• Your instructions:
Please look for the string "ENDRESULTS" below and report every line in which it occurs.

• Supplied material:
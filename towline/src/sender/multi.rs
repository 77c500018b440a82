use {
    super::{
        base::{parse_results_id, CommandWriter, SentCallback, RESULTS_END},
        eventmsg::EventMsgParser,
    },
    crate::{event_monitor::{EventCallback, EventMessageMonitor}, prelude::*, ready::ReadyMonitor},
    knotline::{fatal, Flow, Knot, LineRawData, ProtocolExtension},
    std::{
        collections::HashMap,
        sync::{Arc, Mutex},
    },
};

/// Everything the peer sent back for one command.
pub struct NumberedCommandResult {
    pub command_id: u64,
    pub results_received: LineRawData,
}

pub type SharedResults = Arc<NumberedCommandResult>;

/// Persistent per-command callback; runs once per RESULTS block carrying
/// the command's id.
pub type ResultCallback = Arc<dyn Fn(SharedResults) + Send + Sync>;

struct MultiState {
    pending_callbacks: HashMap<u64, ResultCallback>,
    current: Option<NumberedCommandResult>,
    eventmsg: EventMsgParser,
}

/// Numbered-command sender that tolerates multiple RESULTS blocks per
/// command.
///
/// This is the network-peer variant: one harness asks another to run a
/// command and hears back several times (started, progress, finished).
/// The callback registered at send time stays installed until the caller
/// decides the command is over and calls `remove_callback`. For the
/// one-reply protocol a SUT speaks, see
/// [`NumberedCommandSender`](super::NumberedCommandSender).
///
/// Register it as the extension for the `RESULTS` token.
pub struct MultiNumberedCommandSender {
    writer: CommandWriter,
    state: Mutex<MultiState>,
}

impl MultiNumberedCommandSender {
    pub fn new(
        ready_monitor: Arc<ReadyMonitor>,
        event_monitor: Option<Arc<EventMessageMonitor>>,
    ) -> Self {
        Self {
            writer: CommandWriter::new(ready_monitor, event_monitor),
            state: Mutex::new(MultiState {
                pending_callbacks: HashMap::new(),
                current: None,
                eventmsg: EventMsgParser::default(),
            }),
        }
    }

    /// Schedules `data` as a numbered command and registers `cb` for its
    /// results. Returns the assigned command id.
    ///
    /// The state lock spans the send and the registration: were it not
    /// held, a fast peer could answer and drive the RESULTS protocol to
    /// completion before the callback exists.
    pub fn send_command(
        &self,
        data: &Knot,
        cb: ResultCallback,
        sent_cb: Option<SentCallback>,
        event_cb: Option<EventCallback>,
    ) -> u64 {
        let mut state = self.state.lock().unwrap();
        let command_id = self.writer.send(data, sent_cb, event_cb);
        state.pending_callbacks.insert(command_id, cb);
        command_id
    }

    /// Deregisters the command once the caller has seen its final
    /// results. Unknown ids are a programmer error.
    pub fn remove_callback(&self, command_id: u64) {
        let mut state = self.state.lock().unwrap();
        let removed = state.pending_callbacks.remove(&command_id);
        assert!(
            removed.is_some(),
            "no callback pending for command {}",
            command_id
        );
    }

    pub fn outstanding_commands(&self) -> usize {
        self.state.lock().unwrap().pending_callbacks.len()
    }

    fn results_done(&self) -> Flow {
        let (result, cb) = {
            let mut state = self.state.lock().unwrap();
            assert!(
                !state.eventmsg.mid_sequence(),
                "ENDRESULTS received before an event message completed"
            );
            let result = state.current.take().expect("ENDRESULTS outside RESULTS");
            let cb = match state.pending_callbacks.get(&result.command_id) {
                Some(cb) => Arc::clone(cb),
                None => fatal!(
                    "received an ENDRESULTS for unknown command {}",
                    result.command_id
                ),
            };
            (result, cb)
        };
        // Outside the lock: the callback may send follow-up commands or
        // remove itself.
        cb(Arc::new(result));
        Flow::Done
    }
}

impl ProtocolExtension for MultiNumberedCommandSender {
    fn on_start(&self, start_line: Knot) -> Flow {
        let command_id = parse_results_id(&start_line);
        let mut state = self.state.lock().unwrap();
        assert!(state.current.is_none());
        state.current = Some(NumberedCommandResult {
            command_id,
            results_received: LineRawData::new(),
        });
        Flow::Continue
    }

    fn on_line(&self, line: Knot) -> Flow {
        if line.eq_bytes(RESULTS_END) {
            return self.results_done();
        }
        let mut state = self.state.lock().unwrap();
        let monitor = self.writer.event_monitor().cloned();
        let state = &mut *state;
        if state.eventmsg.offer_line(&line, monitor.as_ref()) {
            return Flow::Continue;
        }
        state
            .current
            .as_mut()
            .expect("result line outside RESULTS")
            .results_received
            .add_line(line);
        Flow::Continue
    }

    fn on_raw(&self, data: Knot) -> Flow {
        let mut state = self.state.lock().unwrap();
        assert!(
            !state.eventmsg.mid_sequence(),
            "raw data before an event message completed"
        );
        state
            .current
            .as_mut()
            .expect("raw results outside RESULTS")
            .results_received
            .add_raw(data);
        Flow::Continue
    }
}

impl Drop for MultiNumberedCommandSender {
    fn drop(&mut self) {
        let state = self.state.lock().unwrap();
        if !state.pending_callbacks.is_empty() {
            warn!(
                outstanding = state.pending_callbacks.len(),
                "sender dropped with outstanding commands"
            );
        }
    }
}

• Response to this task:
                "ENDRESULTS received before an event message completed"
            let result = state.current.take().expect("ENDRESULTS outside RESULTS");
                    "received an ENDRESULTS for unknown command {}",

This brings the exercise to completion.